Everyone thinks I’m this huge top 40 music fan, but actually my biggest inspiration is Fiona Apple and Courtney Love. They’re my two favorite musicians. No one I’m really rooting for in the public eye that’s a hot mess or anything, but Fiona Apple and Courtney Love are my favorites.
How about in the film world? Anyone you’re rooting for at the Academy Awards?
You know, it’s so crazy; I’m so behind with new movies. I can’t even tell you a new movie that I’ve seen in the past three years, and I’m not even exaggerating. I don’t go to the movies that much.
You’re missing out!
Am I? Which are the good ones? I’m actually curious because I never go.
It depends. What kind of movies do you like?
I like comedies, dramedies.
Go check out “Silver Linings Playbook.”
“Silver Linings Playbook.” It’s the one Jennifer Lawrence is nominated for.
Oh, okay! I was curious why she was nominated so I might have to see that.
What about viral videos? Do you keep up with the latest big ones?
If I stumble on them, but today viral videos are so not organic. There are so many production companies that work with YouTube and that grind out these viral video stars that the way viral videos happen nowadays is just not the way it used to. I don’t really keep up with them that much.
How about reality TV? Obviously from your movie I know that path didn’t work for you, but I still kept thinking your story could make a good series. You’re an interesting person with a lot to say, so any thoughts on giving that another go?
I know it doesn’t work out for many people, but in my case, someone that’s rolled with the punches in such an under-the-radar way for so long and still managed to do my thing, I think that a reality show would actually help me because it would show the things the documentary didn’t show, which is the more day-to-day life things and how I’ve been working on my new music for the past two or three years trying to make it. I think I’m like 1,000 away from selling 100,000 songs. So I think there’s a multilayered story for a reality show. I like doing music, I’m still in the south, I want to go to a bigger city, I have Pentecostal grandparents, what’s not to love for a pitch?
Five years down the line, where do you hope to be?
I would like to have done a reality show maybe for a couple years, I want to write a memoir and release a book of my writing, and continue to do music and also, actually, if I do say so myself, I’m a pretty good actor so I would like to delve into that. But I don’t know if reality would be appropriate first and then acting, so I don’t know.
When you were a kid did you ever have that cliché hope to grow up and become a firefighter, doctor or something like that?

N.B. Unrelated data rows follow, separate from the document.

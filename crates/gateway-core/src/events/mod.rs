//! Gateway events
//!
//! Dispatch events surfaced to the consumer and the names the session engine recognises.

mod dispatch;
mod event_types;

pub use dispatch::DispatchEvent;
pub use event_types::GatewayEventType;
//! Client configuration structs
//!
//! Loads configuration from environment variables (and a `.env` file if present).

use gateway_core::{AccountKind, Credential, Intents, Token};
use serde::Deserialize;
use std::env;
use std::str::FromStr;
use std::time::Duration;

/// Main client configuration
#[derive(Debug, Clone)]
pub struct ClientConfig {
    pub app: AppSettings,
    pub endpoint: EndpointConfig,
    pub reconnect: ReconnectConfig,
    pub identity: IdentityConfig,
    /// Capacity of the event channel handed to the consumer
    pub event_buffer: usize,
}

/// General application settings
#[derive(Debug, Clone)]
pub struct AppSettings {
    pub name: String,
    pub env: Environment,
}

/// Environment type
#[derive(Debug, Clone, Copy, PartialEq, Eq, Deserialize, Default)]
#[serde(rename_all = "lowercase")]
pub enum Environment {
    #[default]
    Development,
    Staging,
    Production,
}

impl Environment {
    #[must_use]
    pub fn is_production(&self) -> bool {
        matches!(self, Self::Production)
    }

    #[must_use]
    pub fn is_development(&self) -> bool {
        matches!(self, Self::Development)
    }
}

impl FromStr for Environment {
    type Err = String;

    fn from_str(s: &str) -> Result<Self, Self::Err> {
        match s.to_lowercase().as_str() {
            "development" | "dev" => Ok(Self::Development),
            "staging" => Ok(Self::Staging),
            "production" | "prod" => Ok(Self::Production),
            other => Err(format!("unknown environment {other}")),
        }
    }
}

/// Where and how to connect
#[derive(Debug, Clone)]
pub struct EndpointConfig {
    /// Base gateway URL (ws:// or wss://)
    pub url: String,
    /// Protocol version sent as `v`
    pub version: u8,
    /// Payload encoding sent as `encoding`
    pub encoding: String,
    /// Request a zlib-stream compressed transport
    pub compress: bool,
    pub connect_timeout_ms: u64,
}

impl EndpointConfig {
    #[must_use]
    pub fn connect_timeout(&self) -> Duration {
        Duration::from_millis(self.connect_timeout_ms)
    }
}

/// Reconnect backoff policy
#[derive(Debug, Clone, PartialEq)]
pub struct ReconnectConfig {
    pub base_delay_ms: u64,
    pub max_delay_ms: u64,
    /// Fraction of each delay that may be shaved off at random (0.0 - 1.0)
    pub jitter: f64,
    /// Give up after this many consecutive failures; `None` retries forever
    pub max_attempts: Option<u32>,
}

impl ReconnectConfig {
    #[must_use]
    pub fn base_delay(&self) -> Duration {
        Duration::from_millis(self.base_delay_ms)
    }

    #[must_use]
    pub fn max_delay(&self) -> Duration {
        Duration::from_millis(self.max_delay_ms)
    }
}

impl Default for ReconnectConfig {
    fn default() -> Self {
        Self {
            base_delay_ms: default_reconnect_base_ms(),
            max_delay_ms: default_reconnect_max_ms(),
            jitter: default_reconnect_jitter(),
            max_attempts: None,
        }
    }
}

/// Identity used to build a credential
#[derive(Debug, Clone)]
pub struct IdentityConfig {
    /// Bearer token; redacted in `Debug`
    pub token: Option<Token>,
    pub account: AccountKind,
    pub intents: Intents,
    pub capabilities: u64,
    pub os: String,
    pub browser: String,
    pub device: String,
}

impl IdentityConfig {
    /// Build a credential from the configured token, if one is set
    #[must_use]
    pub fn credential(&self) -> Option<Credential> {
        let token = self.token.clone().filter(|t| !t.is_blank())?;
        let base = match self.account {
            AccountKind::Bot => Credential::bot(token),
            AccountKind::User => Credential::user(token),
        };
        Some(
            base.with_intents(self.intents)
                .with_capabilities(self.capabilities)
                .with_properties(gateway_core::ClientProperties::new(
                    self.os.clone(),
                    self.browser.clone(),
                    self.device.clone(),
                )),
        )
    }
}

// Default value functions
fn default_app_name() -> String {
    "gateway-client".to_string()
}

fn default_version() -> u8 {
    10
}

fn default_encoding() -> String {
    "json".to_string()
}

fn default_connect_timeout_ms() -> u64 {
    30_000
}

fn default_reconnect_base_ms() -> u64 {
    1_000
}

fn default_reconnect_max_ms() -> u64 {
    60_000
}

fn default_reconnect_jitter() -> f64 {
    0.25
}

fn default_event_buffer() -> usize {
    256
}

/// Read an optional variable and parse it, reporting unparsable values
fn parse_var<T, F>(lookup: &F, name: &'static str) -> Result<Option<T>, ConfigError>
where
    T: FromStr,
    F: Fn(&str) -> Option<String>,
{
    match lookup(name) {
        None => Ok(None),
        Some(raw) if raw.trim().is_empty() => Ok(None),
        Some(raw) => raw
            .trim()
            .parse()
            .map(Some)
            .map_err(|_| ConfigError::InvalidValue(name, raw)),
    }
}

fn parse_bool(lookup: &impl Fn(&str) -> Option<String>, name: &'static str) -> Result<Option<bool>, ConfigError> {
    match lookup(name).map(|s| s.trim().to_lowercase()) {
        None => Ok(None),
        Some(raw) => match raw.as_str() {
            "" => Ok(None),
            "1" | "true" | "yes" | "on" => Ok(Some(true)),
            "0" | "false" | "no" | "off" => Ok(Some(false)),
            _ => Err(ConfigError::InvalidValue(name, raw)),
        },
    }
}

impl ClientConfig {
    /// Load configuration from environment variables
    ///
    /// # Errors
    /// Returns an error if a required variable is missing or a value does not parse
    pub fn from_env() -> Result<Self, ConfigError> {
        // Load .env file if present (ignore errors if not found)
        let _ = dotenvy::dotenv();

        Self::from_lookup(|name| env::var(name).ok())
    }

    /// Load configuration from an arbitrary variable source
    ///
    /// # Errors
    /// Returns an error if a required variable is missing or a value does not parse
    pub fn from_lookup<F>(lookup: F) -> Result<Self, ConfigError>
    where
        F: Fn(&str) -> Option<String>,
    {
        let url = lookup("GATEWAY_URL")
            .filter(|s| !s.trim().is_empty())
            .ok_or(ConfigError::MissingVar("GATEWAY_URL"))?;
        if !(url.starts_with("ws://") || url.starts_with("wss://")) {
            return Err(ConfigError::InvalidValue("GATEWAY_URL", url));
        }

        let reconnect = ReconnectConfig {
            base_delay_ms: parse_var(&lookup, "GATEWAY_RECONNECT_BASE_MS")?
                .unwrap_or_else(default_reconnect_base_ms),
            max_delay_ms: parse_var(&lookup, "GATEWAY_RECONNECT_MAX_MS")?
                .unwrap_or_else(default_reconnect_max_ms),
            jitter: parse_var(&lookup, "GATEWAY_RECONNECT_JITTER")?
                .unwrap_or_else(default_reconnect_jitter),
            max_attempts: parse_var(&lookup, "GATEWAY_MAX_RECONNECT_ATTEMPTS")?,
        };
        if !(0.0..=1.0).contains(&reconnect.jitter) {
            return Err(ConfigError::InvalidValue(
                "GATEWAY_RECONNECT_JITTER",
                reconnect.jitter.to_string(),
            ));
        }
        if reconnect.max_delay_ms < reconnect.base_delay_ms {
            return Err(ConfigError::InvalidValue(
                "GATEWAY_RECONNECT_MAX_MS",
                reconnect.max_delay_ms.to_string(),
            ));
        }

        let account = match lookup("GATEWAY_ACCOUNT") {
            Some(raw) => raw
                .parse()
                .map_err(|_| ConfigError::InvalidValue("GATEWAY_ACCOUNT", raw))?,
            None => AccountKind::default(),
        };

        Ok(Self {
            app: AppSettings {
                name: lookup("APP_NAME").unwrap_or_else(default_app_name),
                env: lookup("APP_ENV")
                    .and_then(|s| s.parse().ok())
                    .unwrap_or_default(),
            },
            endpoint: EndpointConfig {
                url,
                version: parse_var(&lookup, "GATEWAY_VERSION")?.unwrap_or_else(default_version),
                encoding: lookup("GATEWAY_ENCODING").unwrap_or_else(default_encoding),
                compress: parse_bool(&lookup, "GATEWAY_COMPRESS")?.unwrap_or(true),
                connect_timeout_ms: parse_var(&lookup, "GATEWAY_CONNECT_TIMEOUT_MS")?
                    .unwrap_or_else(default_connect_timeout_ms),
            },
            reconnect,
            identity: IdentityConfig {
                token: lookup("GATEWAY_TOKEN").map(Token::from),
                account,
                intents: parse_var::<u64, _>(&lookup, "GATEWAY_INTENTS")?
                    .map_or_else(Intents::default, Intents::from_raw),
                capabilities: parse_var(&lookup, "GATEWAY_CAPABILITIES")?
                    .unwrap_or(Credential::DEFAULT_CAPABILITIES),
                os: lookup("CLIENT_OS").unwrap_or_else(|| env::consts::OS.to_string()),
                browser: lookup("CLIENT_BROWSER").unwrap_or_else(default_app_name),
                device: lookup("CLIENT_DEVICE").unwrap_or_else(default_app_name),
            },
            event_buffer: parse_var(&lookup, "GATEWAY_EVENT_BUFFER")?
                .filter(|n: &usize| *n > 0)
                .unwrap_or_else(default_event_buffer),
        })
    }
}

/// Configuration errors
#[derive(Debug, thiserror::Error)]
pub enum ConfigError {
    #[error("Missing required environment variable: {0}")]
    MissingVar(&'static str),

    #[error("Invalid value for {0}: {1}")]
    InvalidValue(&'static str, String),
}

#[cfg(test)]
mod tests {
    use super::*;
    use std::collections::HashMap;

    fn lookup_from(pairs: &[(&str, &str)]) -> impl Fn(&str) -> Option<String> {
        let map: HashMap<String, String> = pairs
            .iter()
            .map(|(k, v)| ((*k).to_string(), (*v).to_string()))
            .collect();
        move |name| map.get(name).cloned()
    }

    #[test]
    fn test_environment_is_production() {
        assert!(!Environment::Development.is_production());
        assert!(!Environment::Staging.is_production());
        assert!(Environment::Production.is_production());
    }

    #[test]
    fn test_environment_from_str() {
        assert_eq!("PRODUCTION".parse::<Environment>(), Ok(Environment::Production));
        assert_eq!("dev".parse::<Environment>(), Ok(Environment::Development));
        assert!("moon".parse::<Environment>().is_err());
    }

    #[test]
    fn test_defaults() {
        let config = ClientConfig::from_lookup(lookup_from(&[(
            "GATEWAY_URL",
            "wss://gateway.example.com",
        )]))
        .unwrap();

        assert_eq!(config.endpoint.version, 10);
        assert_eq!(config.endpoint.encoding, "json");
        assert!(config.endpoint.compress);
        assert_eq!(config.endpoint.connect_timeout(), Duration::from_secs(30));
        assert_eq!(config.reconnect, ReconnectConfig::default());
        assert_eq!(config.reconnect.max_attempts, None);
        assert_eq!(config.event_buffer, 256);
        assert_eq!(config.identity.intents, Intents::DEFAULT);
        assert_eq!(config.identity.capabilities, 16_381);
        assert_eq!(config.identity.account, AccountKind::Bot);
        assert!(config.identity.credential().is_none());
        assert!(config.app.env.is_development());
    }

    #[test]
    fn test_missing_url() {
        let result = ClientConfig::from_lookup(lookup_from(&[]));
        assert!(matches!(result, Err(ConfigError::MissingVar("GATEWAY_URL"))));
    }

    #[test]
    fn test_rejects_non_websocket_url() {
        let result = ClientConfig::from_lookup(lookup_from(&[("GATEWAY_URL", "https://x")]));
        assert!(matches!(result, Err(ConfigError::InvalidValue("GATEWAY_URL", _))));
    }

    #[test]
    fn test_invalid_number() {
        let result = ClientConfig::from_lookup(lookup_from(&[
            ("GATEWAY_URL", "ws://localhost:1"),
            ("GATEWAY_RECONNECT_BASE_MS", "soon"),
        ]));
        assert!(matches!(
            result,
            Err(ConfigError::InvalidValue("GATEWAY_RECONNECT_BASE_MS", _))
        ));
    }

    #[test]
    fn test_invalid_jitter() {
        let result = ClientConfig::from_lookup(lookup_from(&[
            ("GATEWAY_URL", "ws://localhost:1"),
            ("GATEWAY_RECONNECT_JITTER", "1.5"),
        ]));
        assert!(matches!(
            result,
            Err(ConfigError::InvalidValue("GATEWAY_RECONNECT_JITTER", _))
        ));
    }

    #[test]
    fn test_overrides_and_credential() {
        let config = ClientConfig::from_lookup(lookup_from(&[
            ("GATEWAY_URL", "ws://localhost:9000"),
            ("GATEWAY_COMPRESS", "false"),
            ("GATEWAY_MAX_RECONNECT_ATTEMPTS", "3"),
            ("GATEWAY_TOKEN", "secret"),
            ("GATEWAY_ACCOUNT", "user"),
            ("GATEWAY_INTENTS", "4096"),
            ("GATEWAY_CAPABILITIES", "30717"),
            ("CLIENT_OS", "plan9"),
        ]))
        .unwrap();

        assert!(!config.endpoint.compress);
        assert_eq!(config.reconnect.max_attempts, Some(3));

        let credential = config.identity.credential().unwrap();
        assert_eq!(credential.token.expose(), "secret");
        assert_eq!(credential.account, AccountKind::User);
        assert_eq!(credential.intents, Intents::DIRECT_MESSAGES);
        assert_eq!(credential.capabilities, 30_717);
        assert_eq!(credential.properties.os, "plan9");

        // Token stays out of debug output
        assert!(!format!("{config:?}").contains("secret"));
    }
}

Never. My grandmother has a book, it’s like first grade, second grade, third grade. You put your first tooth in there, you put your second tooth in there and every year your family asks you, ‘What do you want to be?’ Every single year from first to eighth grade I was saying, ‘I want to be a dancer. I want to be a singer. I want to be an actor.’ It was always entertainment-related. Always.
To wrap up, you’re still well known for ‘Leave Britney alone;’ if you could change that tagline for yourself, what would it be?
I would definitely like to just be known as Chris and seen as a talented person. But again, I understand why people don’t and so that’s something I have to work towards.